5 Policy in twelve months: who should do what
The actions outlined below are intended as near-term, realistic entry points rather than full-scale implementation targets. While structural constraints, such as limited institutional capacity, funding availability, regulatory inertia, and farmer adoption barriers, may slow deployment, the next 12 months represent a critical policy window to initiate coordination, pilots, and enabling frameworks rather than to deliver complete system transformation.
– Standards agencies and agriculture ministries: Adopt national standards for microbial bioinputs aligned with the EU-style FPR (Biorefine Cluster Europe, 2023). Identity, quality, safety, and labeling are required. Although regulatory development may be constrained by technical capacity and administrative timelines, initiating stakeholder consultations, drafting guidelines, and implementing pilot certification schemes within 12 months is feasible and impactful. Create a public registry of compliant products and approved strains.
– Research councils and development banks: Fund a multicenter inoculant trial network focused on priority crops and regions with high fertilizer costs. Open protocols, data sharing, and annual meta-analyses should be ensured to refine deployment. Given funding cycles and logistical constraints, initial investments can prioritize pilot regions and leverage existing trial infrastructures, scaling progressively as evidence and capacity grow.
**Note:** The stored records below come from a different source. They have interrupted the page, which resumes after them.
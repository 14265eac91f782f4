/*
 * Copyright 2026 Google LLC All Rights Reserved.
 *
 * Licensed under the Apache License, Version 2.0 (the "License");
 * you may not use this file except in compliance with the License.
 * You may obtain a copy of the License at
 *
 *     http://www.apache.org/licenses/LICENSE-2.0
 *
 * Unless required by applicable law or agreed to in writing, software
 * distributed under the License is distributed on an "AS IS" BASIS,
 * WITHOUT WARRANTIES OR CONDITIONS OF ANY KIND, either express or implied.
 * See the License for the specific language governing permissions and
 * limitations under the License.
 */

pub mod admin;
pub mod api;
pub mod cli;
pub mod client;
pub mod config;
pub(crate) mod crd;
pub mod gameserversets;
pub mod informer;
pub(crate) mod metrics;
pub mod signal;
pub mod webhook;
pub mod workerqueue;

#[doc(hidden)]
pub mod test_utils;

pub type Result<T, E = eyre::Error> = std::result::Result<T, E>;

#[doc(inline)]
pub use self::{cli::Cli, config::Config};
#![warn(missing_docs)]
#![doc = include_str!("../README.md")]
#![cfg_attr(not(feature = "std"), no_std)]

extern crate alloc;

/// Error types for hash table construction.
pub mod error;

/// A hash table using separate chaining.
///
/// This module provides the `HashTable` along with its bucket view and
/// iterators.
pub mod hash_table;

/// The fixed hash function used to place keys in buckets.
pub mod hasher;

pub use error::Error;
pub use error::Result;
pub use hash_table::HashTable;
pub use hasher::DefaultHashBuilder;
use chained_hash::HashTable;
use clap::Parser;

#[derive(Parser, Debug)]
struct Args {
    /// Initial number of buckets
    #[arg(short = 'c', long = "capacity", default_value_t = 8)]
    capacity: usize,

    /// Number of sample keys to insert
    #[arg(short = 'k', long = "keys", default_value_t = 12)]
    keys: usize,
}

fn main() {
    env_logger::init();
    let args = Args::parse();

    let mut table = match HashTable::with_capacity(args.capacity) {
        Ok(table) => table,
        Err(err) => {
            eprintln!("error: {err}");
            std::process::exit(2);
        }
    };

    println!("Created HashTable with {} buckets", table.capacity());

    for i in 0..args.keys {
        let key = format!("key_{i:03}");
        let before = table.capacity();
        table.insert(key, i);
        if table.capacity() != before {
            println!(
                "Inserting key #{} expanded the table: {} -> {} buckets",
                i + 1,
                before,
                table.capacity()
            );
        }
    }

    // Overwrite one key to show updates leave the element count alone.
    if args.keys > 0 {
        table.insert("key_000".to_string(), usize::MAX);
    }

    println!(
        "Inserted {} keys, load factor {:.3}",
        table.len(),
        table.load_factor()
    );

    for (index, entries) in table.dump() {
        println!("Bucket {index}: {entries:?}");
    }

    table.print_chain_histogram();
    table.debug_stats().print();
}
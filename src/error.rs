use thiserror::Error;

/// Errors returned when constructing a [`HashTable`].
///
/// Lookups and removals of absent keys are not errors; they report through
/// `Option` and `bool` results instead.
///
/// [`HashTable`]: crate::HashTable
#[derive(Error, Debug, Clone, Copy, PartialEq, Eq)]
pub enum Error {
    /// The requested bucket count was zero.
    #[error("hash table capacity must be at least 1, got {capacity}")]
    InvalidCapacity {
        /// The rejected capacity.
        capacity: usize,
    },
}

/// Result type for fallible hash table operations.
pub type Result<T> = core::result::Result<T, Error>;

#[cfg(test)]
mod tests {
    use alloc::string::ToString;

    use super::*;

    #[test]
    fn invalid_capacity_message() {
        let err = Error::InvalidCapacity { capacity: 0 };
        assert_eq!(
            err.to_string(),
            "hash table capacity must be at least 1, got 0"
        );
    }
}
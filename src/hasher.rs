use core::hash::BuildHasher;
use core::hash::Hash;

cfg_if::cfg_if! {
    if #[cfg(feature = "foldhash")] {
        /// The hasher builder every [`HashTable`](crate::HashTable) uses.
        ///
        /// This is foldhash with its fixed default seed, so bucket placement is
        /// reproducible across runs of the same build. It is not guaranteed to
        /// be stable across foldhash releases or target architectures.
        pub type DefaultHashBuilder = foldhash::fast::FixedState;
    } else if #[cfg(feature = "std")] {
        /// The hasher builder every [`HashTable`](crate::HashTable) uses.
        ///
        /// Unkeyed SipHash-1-3 from the standard library. Reproducible across
        /// runs of the same toolchain, but the algorithm may change between
        /// Rust releases.
        pub type DefaultHashBuilder =
            core::hash::BuildHasherDefault<std::hash::DefaultHasher>;
    } else {
        compile_error!("either the `foldhash` or the `std` feature must be enabled");
    }
}

#[inline(always)]
pub(crate) fn hash_key<K>(hash_builder: &DefaultHashBuilder, key: &K) -> u64
where
    K: Hash + ?Sized,
{
    hash_builder.hash_one(key)
}
//! Risk gate and circuit breaker.
//!
//! A small state machine over cumulative P&L, exposure, and failure
//! streaks. `Normal` allows trading; `Tripped` blocks it. Tripping is
//! one-way: conditions clearing on their own never re-arm the gate, only
//! an explicit [`RiskGate::reset_daily_stats`] does. That keeps a
//! breaker from silently re-arming mid-trip.

use chrono::{DateTime, Utc};
use parking_lot::Mutex;
use rust_decimal::Decimal;
use serde::Serialize;
use tracing::{info, warn};
use uuid::Uuid;

use crate::config::RiskConfig;
use crate::domain::{TradeRecord, TradeStatus};

/// Why the breaker tripped.
#[derive(Debug, Clone, Copy, PartialEq, Eq, Serialize)]
#[serde(rename_all = "snake_case")]
pub enum TripReason {
    DailyLossLimit,
    MaxExposure,
    FailureStreak,
}

impl std::fmt::Display for TripReason {
    fn fmt(&self, f: &mut std::fmt::Formatter<'_>) -> std::fmt::Result {
        let s = match self {
            Self::DailyLossLimit => "daily loss limit reached",
            Self::MaxExposure => "max exposure exceeded",
            Self::FailureStreak => "too many consecutive failed trades",
        };
        f.write_str(s)
    }
}

/// One entry in the in-process trade log.
#[derive(Debug, Clone, Serialize)]
pub struct TradeLogEntry {
    pub recorded_at: DateTime<Utc>,
    pub trade_id: Uuid,
    pub status: String,
    pub pnl: Decimal,
}

/// Read-only view of the gate for status surfaces.
#[derive(Debug, Clone, Serialize)]
pub struct RiskStatus {
    pub daily_pnl: Decimal,
    pub total_exposure: Decimal,
    pub consecutive_failed_trades: u32,
    pub circuit_breaker_active: bool,
    pub trip_reason: Option<TripReason>,
    pub trades_recorded: usize,
    pub can_trade: bool,
}

struct RiskState {
    daily_pnl: Decimal,
    // Read by the trip condition; exposure accounting is not yet
    // specified, so nothing writes this.
    total_exposure: Decimal,
    consecutive_failed_trades: u32,
    tripped: Option<TripReason>,
    trade_log: Vec<TradeLogEntry>,
}

impl RiskState {
    fn new() -> Self {
        Self {
            daily_pnl: Decimal::ZERO,
            total_exposure: Decimal::ZERO,
            consecutive_failed_trades: 0,
            tripped: None,
            trade_log: Vec::new(),
        }
    }
}

/// The gate deciding whether new trades may be initiated.
///
/// Exclusively owns its state; all mutation is serialized through an
/// internal mutex so parallel executions can never interleave updates.
pub struct RiskGate {
    limits: RiskConfig,
    state: Mutex<RiskState>,
}

impl RiskGate {
    pub fn new(limits: RiskConfig) -> Self {
        Self {
            limits,
            state: Mutex::new(RiskState::new()),
        }
    }

    /// Fold a terminal trade into the risk state and re-evaluate the
    /// breaker. Returns whether trading remains allowed.
    ///
    /// Completed trades contribute their realized P&L and clear the
    /// failure streak; failed and partial trades contribute zero P&L
    /// and extend it.
    pub fn record_trade(&self, record: &TradeRecord) -> bool {
        let mut state = self.state.lock();

        let pnl = record.realized_pnl();
        state.daily_pnl += pnl;
        state.trade_log.push(TradeLogEntry {
            recorded_at: Utc::now(),
            trade_id: record.id(),
            status: record.status().to_string(),
            pnl,
        });

        if record.is_failure() {
            state.consecutive_failed_trades += 1;
        } else if record.status() == TradeStatus::Completed {
            state.consecutive_failed_trades = 0;
        }

        info!(
            trade_id = %record.id(),
            status = %record.status(),
            pnl = %pnl,
            daily_pnl = %state.daily_pnl,
            failures = state.consecutive_failed_trades,
            "Trade recorded"
        );

        self.evaluate(&mut state);
        state.tripped.is_none()
    }

    /// Trip the breaker if any limit is breached. Never un-trips.
    fn evaluate(&self, state: &mut RiskState) {
        if state.tripped.is_some() {
            return;
        }

        let reason = if state.daily_pnl <= self.limits.daily_loss_limit {
            Some(TripReason::DailyLossLimit)
        } else if state.total_exposure > self.limits.max_exposure {
            Some(TripReason::MaxExposure)
        } else if state.consecutive_failed_trades > self.limits.max_consecutive_failures {
            Some(TripReason::FailureStreak)
        } else {
            None
        };

        if let Some(reason) = reason {
            warn!(
                reason = %reason,
                daily_pnl = %state.daily_pnl,
                failures = state.consecutive_failed_trades,
                "Circuit breaker tripped"
            );
            state.tripped = Some(reason);
        }
    }

    /// Pure read: true iff the gate is in its normal state.
    pub fn can_trade(&self) -> bool {
        self.state.lock().tripped.is_none()
    }

    /// Zero the daily statistics, clear the trade log, and force the
    /// gate back to normal. Scheduling this once per trading day is an
    /// external concern.
    pub fn reset_daily_stats(&self) {
        let mut state = self.state.lock();
        state.daily_pnl = Decimal::ZERO;
        state.consecutive_failed_trades = 0;
        state.trade_log.clear();
        state.tripped = None;
        info!("Daily risk stats reset");
    }

    pub fn status(&self) -> RiskStatus {
        let state = self.state.lock();
        RiskStatus {
            daily_pnl: state.daily_pnl,
            total_exposure: state.total_exposure,
            consecutive_failed_trades: state.consecutive_failed_trades,
            circuit_breaker_active: state.tripped.is_some(),
            trip_reason: state.tripped,
            trades_recorded: state.trade_log.len(),
            can_trade: state.tripped.is_none(),
        }
    }

    /// The most recent `limit` trade log entries, newest last.
    pub fn trade_log(&self, limit: usize) -> Vec<TradeLogEntry> {
        let state = self.state.lock();
        let start = state.trade_log.len().saturating_sub(limit);
        state.trade_log[start..].to_vec()
    }
}
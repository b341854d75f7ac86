//! SQLite-backed journal implementation.

use chrono::{SecondsFormat, Utc};
use diesel::prelude::*;
use rust_decimal::prelude::ToPrimitive;
use rust_decimal::Decimal;
use tracing::warn;

use crate::domain::TradeRecord;
use crate::gateway::AssetBalance;

use super::model::{NewBalanceRow, NewTradeRow, TradeRow};
use super::schema::{balance_snapshots, trades};
use super::DbPool;

/// Fire-and-forget audit sink. Implementations log and swallow their
/// own failures: an audit write must never affect a trade outcome.
pub trait Journal: Send + Sync {
    fn append_trade(&self, record: &TradeRecord);

    fn append_balance_snapshot(&self, venue: &str, asset: &str, balance: &AssetBalance);
}

/// Journal that drops everything; used in tests and dry runs.
pub struct NullJournal;

impl Journal for NullJournal {
    fn append_trade(&self, _record: &TradeRecord) {}

    fn append_balance_snapshot(&self, _venue: &str, _asset: &str, _balance: &AssetBalance) {}
}

/// Journal writing to the SQLite audit database.
pub struct SqliteJournal {
    pool: DbPool,
}

impl SqliteJournal {
    pub fn new(pool: DbPool) -> Self {
        Self { pool }
    }

    /// Most recent trades, newest first. CLI view only; the trading
    /// loop never calls this.
    pub fn recent_trades(&self, limit: i64) -> Vec<TradeRow> {
        let mut conn = match self.pool.get() {
            Ok(conn) => conn,
            Err(e) => {
                warn!(error = %e, "Journal connection unavailable");
                return Vec::new();
            }
        };

        trades::table
            .order(trades::created_at.desc())
            .limit(limit)
            .select(TradeRow::as_select())
            .load(&mut conn)
            .unwrap_or_else(|e| {
                warn!(error = %e, "Failed to load trade history");
                Vec::new()
            })
    }
}

fn lossy(value: Decimal) -> f64 {
    value.to_f64().unwrap_or(0.0)
}

impl Journal for SqliteJournal {
    fn append_trade(&self, record: &TradeRecord) {
        let row = NewTradeRow {
            trade_id: record.id().to_string(),
            created_at: record
                .created_at()
                .to_rfc3339_opts(SecondsFormat::Millis, true),
            instrument: record.instrument().as_str().to_string(),
            quantity: lossy(record.quantity()),
            buy_venue: record.buy_venue().as_str().to_string(),
            sell_venue: record.sell_venue().as_str().to_string(),
            buy_price: record.buy_leg().map(|leg| lossy(leg.average_price)),
            sell_price: record.sell_leg().map(|leg| lossy(leg.average_price)),
            pnl: lossy(record.realized_pnl()),
            status: record.status().to_string(),
            error: record.error().map(ToString::to_string),
        };

        let mut conn = match self.pool.get() {
            Ok(conn) => conn,
            Err(e) => {
                warn!(error = %e, "Journal connection unavailable, trade not persisted");
                return;
            }
        };

        if let Err(e) = diesel::insert_into(trades::table).values(&row).execute(&mut conn) {
            warn!(error = %e, trade_id = %record.id(), "Failed to persist trade");
        }
    }

    fn append_balance_snapshot(&self, venue: &str, asset: &str, balance: &AssetBalance) {
        let row = NewBalanceRow {
            recorded_at: Utc::now().to_rfc3339_opts(SecondsFormat::Millis, true),
            venue: venue.to_string(),
            asset: asset.to_string(),
            free: lossy(balance.free),
            locked: lossy(balance.locked),
            total: lossy(balance.total),
        };

        let mut conn = match self.pool.get() {
            Ok(conn) => conn,
            Err(e) => {
                warn!(error = %e, "Journal connection unavailable, balance not persisted");
                return;
            }
        };

        if let Err(e) = diesel::insert_into(balance_snapshots::table)
            .values(&row)
            .execute(&mut conn)
        {
            warn!(error = %e, venue = venue, "Failed to persist balance snapshot");
        }
    }
}

#[cfg(test)]
mod tests {
    use super::*;
    use crate::domain::{Instrument, LegFill, Opportunity, VenueId};
    use crate::store::{create_pool, run_migrations};
    use rust_decimal_macros::dec;

    fn journal() -> (tempfile::TempDir, SqliteJournal) {
        let dir = tempfile::tempdir().unwrap();
        let path = dir.path().join("audit.db");
        let pool = create_pool(path.to_str().unwrap()).unwrap();
        run_migrations(&pool).unwrap();
        (dir, SqliteJournal::new(pool))
    }

    fn completed_record() -> TradeRecord {
        let opp = Opportunity::new(
            Instrument::from("BTC/USDT"),
            VenueId::from("a"),
            VenueId::from("b"),
            dec!(100),
            dec!(101),
            dec!(0.8),
        );
        let mut record = TradeRecord::pending(&opp, dec!(1));
        record.record_buy_fill(LegFill {
            venue: VenueId::from("a"),
            order_id: "o1".to_string(),
            average_price: dec!(100),
            filled_quantity: dec!(1),
        });
        record.complete(LegFill {
            venue: VenueId::from("b"),
            order_id: "o2".to_string(),
            average_price: dec!(101),
            filled_quantity: dec!(1),
        });
        record
    }

    #[test]
    fn append_and_read_back_trade() {
        let (_dir, journal) = journal();
        let record = completed_record();
        journal.append_trade(&record);

        let rows = journal.recent_trades(10);
        assert_eq!(rows.len(), 1);
        let row = &rows[0];
        assert_eq!(row.trade_id, record.id().to_string());
        assert_eq!(row.status, "completed");
        assert_eq!(row.buy_price, Some(100.0));
        assert_eq!(row.sell_price, Some(101.0));
        assert_eq!(row.pnl, 1.0);
    }

    #[test]
    fn recent_trades_respects_limit_and_order() {
        let (_dir, journal) = journal();
        for _ in 0..5 {
            journal.append_trade(&completed_record());
        }

        assert_eq!(journal.recent_trades(3).len(), 3);
        assert_eq!(journal.recent_trades(10).len(), 5);
    }

    #[test]
    fn append_balance_snapshot_does_not_panic() {
        let (_dir, journal) = journal();
        journal.append_balance_snapshot(
            "binance",
            "BTC",
            &AssetBalance {
                free: dec!(1),
                locked: dec!(0),
                total: dec!(1),
            },
        );
    }
}
//! Point-in-time price views: per-venue quotes and the immutable
//! cross-venue snapshot built from them.

use std::collections::BTreeMap;

use chrono::{DateTime, Utc};
use rust_decimal::Decimal;
use serde::Serialize;

use super::ids::{Instrument, VenueId};
use super::money::Price;

/// A single venue's quoted prices for one instrument.
///
/// Produced fresh on each poll and never mutated afterwards.
#[derive(Debug, Clone, Serialize)]
pub struct Quote {
    pub venue: VenueId,
    pub instrument: Instrument,
    pub bid: Price,
    pub ask: Price,
    pub last: Price,
    pub timestamp: DateTime<Utc>,
}

impl Quote {
    /// A quote is actionable only when both sides of the book are quoted.
    pub fn is_actionable(&self) -> bool {
        self.bid > Decimal::ZERO && self.ask > Decimal::ZERO
    }
}

/// An immutable point-in-time view of quotes across all venues.
///
/// A new poll produces a new snapshot; an existing snapshot is never
/// updated in place. A venue appears under an instrument only if its
/// quote had `bid > 0` and `ask > 0` at fetch time.
#[derive(Debug, Serialize)]
pub struct PriceSnapshot {
    taken_at: DateTime<Utc>,
    quotes: BTreeMap<Instrument, BTreeMap<VenueId, Quote>>,
}

impl PriceSnapshot {
    /// Create an empty snapshot stamped with the given poll time.
    pub fn new(taken_at: DateTime<Utc>) -> Self {
        Self {
            taken_at,
            quotes: BTreeMap::new(),
        }
    }

    /// Insert a quote, enforcing the actionability invariant.
    ///
    /// Non-actionable quotes (zero or negative bid/ask) are dropped so
    /// that downstream consumers never observe them.
    pub fn insert(&mut self, quote: Quote) {
        if !quote.is_actionable() {
            return;
        }
        self.quotes
            .entry(quote.instrument.clone())
            .or_default()
            .insert(quote.venue.clone(), quote);
    }

    /// When the poll that produced this snapshot started.
    pub fn taken_at(&self) -> DateTime<Utc> {
        self.taken_at
    }

    /// All venue quotes for one instrument, ordered by venue id.
    pub fn venues_for(&self, instrument: &Instrument) -> Option<&BTreeMap<VenueId, Quote>> {
        self.quotes.get(instrument)
    }

    /// A specific venue's quote for an instrument, if present.
    pub fn get(&self, instrument: &Instrument, venue: &VenueId) -> Option<&Quote> {
        self.quotes.get(instrument)?.get(venue)
    }

    /// Instruments present in this snapshot, in id order.
    pub fn instruments(&self) -> impl Iterator<Item = &Instrument> {
        self.quotes.keys()
    }

    /// Total number of quotes across all instruments.
    pub fn quote_count(&self) -> usize {
        self.quotes.values().map(BTreeMap::len).sum()
    }

    pub fn is_empty(&self) -> bool {
        self.quotes.is_empty()
    }
}
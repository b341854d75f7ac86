//! Handler for the `run` command.

use tokio::signal;
use tokio::sync::watch;
use tracing::{error, info};

use crate::app::Orchestrator;
use crate::cli::RunArgs;
use crate::config::Config;
use crate::error::Result;
use crate::secrets::EnvCredentials;

/// Execute the run command.
pub async fn execute(args: &RunArgs) -> Result<()> {
    let mut config = Config::load(&args.config)?;

    // Apply CLI overrides
    if let Some(ref level) = args.log_level {
        config.logging.level = level.clone();
    }
    if args.json_logs {
        config.logging.format = "json".to_string();
    }
    if args.auto_trading {
        config.auto_trading = true;
    }
    if args.dry_run {
        config.dry_run = true;
    }
    if let Some(min_spread) = args.min_spread {
        config.min_spread_pct = min_spread;
    }
    if let Some(quantity) = args.quantity {
        config.trade_quantity = quantity;
    }
    if let Some(interval) = args.interval {
        config.poll_interval_secs = interval;
    }

    config.init_logging();
    info!("arbhound starting");

    let orchestrator = Orchestrator::new(config, &EnvCredentials)?;

    let (shutdown_tx, shutdown_rx) = watch::channel(false);
    let mut loop_handle = tokio::spawn(orchestrator.run_with_shutdown(shutdown_rx));

    tokio::select! {
        result = &mut loop_handle => {
            match result {
                Ok(Ok(())) => {}
                Ok(Err(e)) => {
                    error!(error = %e, "Fatal error");
                    std::process::exit(1);
                }
                Err(e) => {
                    error!(error = %e, "Trading loop panicked");
                    std::process::exit(1);
                }
            }
        }
        _ = signal::ctrl_c() => {
            info!("Shutdown signal received");
            let _ = shutdown_tx.send(true);
            // Let an in-flight cycle finish before exiting
            let _ = loop_handle.await;
        }
    }

    info!("arbhound stopped");
    Ok(())
}
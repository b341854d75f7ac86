//! Shared application state.
//!
//! The cached snapshot and the auto-trading switch are the only state
//! shared between the trading loop and its read-side views. The
//! orchestrator is the sole writer; everyone else reads.

use std::sync::atomic::{AtomicBool, Ordering};
use std::sync::Arc;

use parking_lot::RwLock;

use crate::domain::{Opportunity, PriceSnapshot};

pub struct AppState {
    /// Last published snapshot. Swapped whole, never mutated in place,
    /// so readers see either the old or the new snapshot in full.
    snapshot: RwLock<Option<Arc<PriceSnapshot>>>,
    /// Opportunities from the most recent cycle.
    opportunities: RwLock<Vec<Opportunity>>,
    /// When false, detected opportunities are reported but not traded.
    auto_trading: AtomicBool,
}

impl AppState {
    #[must_use]
    pub fn new() -> Self {
        Self {
            snapshot: RwLock::new(None),
            opportunities: RwLock::new(Vec::new()),
            auto_trading: AtomicBool::new(false),
        }
    }

    /// Atomically replace the cached snapshot.
    pub fn publish_snapshot(&self, snapshot: Arc<PriceSnapshot>) {
        *self.snapshot.write() = Some(snapshot);
    }

    /// The last known snapshot, if any poll has completed.
    pub fn snapshot(&self) -> Option<Arc<PriceSnapshot>> {
        self.snapshot.read().clone()
    }

    pub fn set_opportunities(&self, opportunities: Vec<Opportunity>) {
        *self.opportunities.write() = opportunities;
    }

    pub fn opportunities(&self) -> Vec<Opportunity> {
        self.opportunities.read().clone()
    }

    pub fn auto_trading(&self) -> bool {
        self.auto_trading.load(Ordering::SeqCst)
    }

    pub fn set_auto_trading(&self, enabled: bool) {
        self.auto_trading.store(enabled, Ordering::SeqCst);
    }
}

impl Default for AppState {
    fn default() -> Self {
        Self::new()
    }
}
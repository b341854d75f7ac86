//! Shared test support: a scriptable, call-counting mock gateway.

use std::collections::{BTreeMap, HashMap, VecDeque};
use std::sync::atomic::{AtomicUsize, Ordering};
use std::sync::Arc;

use async_trait::async_trait;
use chrono::Utc;
use parking_lot::Mutex;
use rust_decimal::Decimal;

use arbhound::domain::{Instrument, Price, Quantity, Quote, VenueId};
use arbhound::error::GatewayError;
use arbhound::gateway::{
    AssetBalance, ExchangeGateway, GatewayRegistry, OrderResult, OrderSide, OrderStatus,
};

/// Mock gateway whose quotes and order outcomes are scripted per test,
/// with call counters for contract assertions.
pub struct MockGateway {
    venue: VenueId,
    taker_fee: Decimal,
    quotes: Mutex<HashMap<Instrument, Result<Quote, GatewayError>>>,
    order_results: Mutex<VecDeque<Result<OrderResult, GatewayError>>>,
    pub buy_calls: AtomicUsize,
    pub sell_calls: AtomicUsize,
}

impl MockGateway {
    pub fn new(venue: &str) -> Self {
        Self {
            venue: VenueId::from(venue),
            taker_fee: Decimal::new(1, 3), // 0.1%
            quotes: Mutex::new(HashMap::new()),
            order_results: Mutex::new(VecDeque::new()),
            buy_calls: AtomicUsize::new(0),
            sell_calls: AtomicUsize::new(0),
        }
    }

    pub fn with_taker_fee(mut self, fee: Decimal) -> Self {
        self.taker_fee = fee;
        self
    }

    /// Script a quote for an instrument.
    pub fn quote_ok(&self, instrument: &str, bid: Price, ask: Price) {
        let instrument = Instrument::from(instrument);
        let quote = Quote {
            venue: self.venue.clone(),
            instrument: instrument.clone(),
            bid,
            ask,
            last: (bid + ask) / Decimal::TWO,
            timestamp: Utc::now(),
        };
        self.quotes.lock().insert(instrument, Ok(quote));
    }

    /// Script a quote failure for an instrument.
    pub fn quote_err(&self, instrument: &str, message: &str) {
        self.quotes.lock().insert(
            Instrument::from(instrument),
            Err(GatewayError::Request(message.to_string())),
        );
    }

    /// Script the next order placement to fill at `price`.
    pub fn next_order_fills(&self, price: Price, quantity: Quantity) {
        self.order_results.lock().push_back(Ok(OrderResult {
            order_id: format!("mock-{}", self.venue),
            average_price: price,
            filled_quantity: quantity,
        }));
    }

    /// Script the next order placement to be rejected.
    pub fn next_order_fails(&self, message: &str) {
        self.order_results
            .lock()
            .push_back(Err(GatewayError::OrderRejected(message.to_string())));
    }

    pub fn buy_call_count(&self) -> usize {
        self.buy_calls.load(Ordering::SeqCst)
    }

    pub fn sell_call_count(&self) -> usize {
        self.sell_calls.load(Ordering::SeqCst)
    }
}

#[async_trait]
impl ExchangeGateway for MockGateway {
    fn venue(&self) -> &VenueId {
        &self.venue
    }

    fn taker_fee(&self) -> Decimal {
        self.taker_fee
    }

    async fn quote(&self, instrument: &Instrument) -> Result<Quote, GatewayError> {
        self.quotes
            .lock()
            .get(instrument)
            .cloned()
            .unwrap_or_else(|| Err(GatewayError::Request("no scripted quote".to_string())))
    }

    async fn balances(&self) -> Result<HashMap<String, AssetBalance>, GatewayError> {
        Ok(HashMap::new())
    }

    async fn place_market_order(
        &self,
        _instrument: &Instrument,
        side: OrderSide,
        quantity: Quantity,
    ) -> Result<OrderResult, GatewayError> {
        match side {
            OrderSide::Buy => self.buy_calls.fetch_add(1, Ordering::SeqCst),
            OrderSide::Sell => self.sell_calls.fetch_add(1, Ordering::SeqCst),
        };

        self.order_results.lock().pop_front().unwrap_or_else(|| {
            Ok(OrderResult {
                order_id: format!("mock-{}", self.venue),
                average_price: Decimal::ONE_HUNDRED,
                filled_quantity: quantity,
            })
        })
    }

    async fn order_status(
        &self,
        _order_id: &str,
        _instrument: &Instrument,
    ) -> Result<OrderStatus, GatewayError> {
        Ok(OrderStatus::Filled)
    }

    async fn cancel_order(
        &self,
        _order_id: &str,
        _instrument: &Instrument,
    ) -> Result<(), GatewayError> {
        Ok(())
    }
}

/// Build a registry from mock gateways.
pub fn registry_of(gateways: &[Arc<MockGateway>]) -> Arc<GatewayRegistry> {
    let mut registry = GatewayRegistry::new();
    for gateway in gateways {
        registry.insert(Arc::clone(gateway) as Arc<dyn ExchangeGateway>);
    }
    Arc::new(registry)
}

/// Taker fees keyed by venue, as the detector consumes them.
pub fn fees_of(gateways: &[Arc<MockGateway>]) -> BTreeMap<VenueId, Decimal> {
    gateways
        .iter()
        .map(|g| (g.venue().clone(), g.taker_fee()))
        .collect()
}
– Inventory teams and environmental ministries: Launch pilot MVR programs for N2O using IPCC 2019 and Global Research Alliance protocols (de Klein et al., 2020). Integrate results into national inventories to reduce uncertainty and improve emission reduction crediting. Recognizing the technical and financial barriers associated with on-farm N2O measurements, early efforts can focus on simplified methodologies, proxy indicators, and capacity building before nationwide rollout.
– Procurement agencies and farm-credit programs: Link public procurement and concessional credit to nitrogen-use efficiency (NUE) milestones (e.g., 15%–25% verified N savings with yield parity, so that markets reward outcomes). Adoption challenges and risk aversion among farmers can be mitigated through transitional incentives, technical assistance, and risk-sharing mechanisms in the early phases.
– Industry and producer groups: Co-finance field trials, provide seeds and inoculants at cost in pilot regions, and commit to data transparency, including non-significant results that help refine targeting. Although commercial incentives may initially limit participation, early engagement in pilot programs can reduce uncertainty and build long-term market confidence.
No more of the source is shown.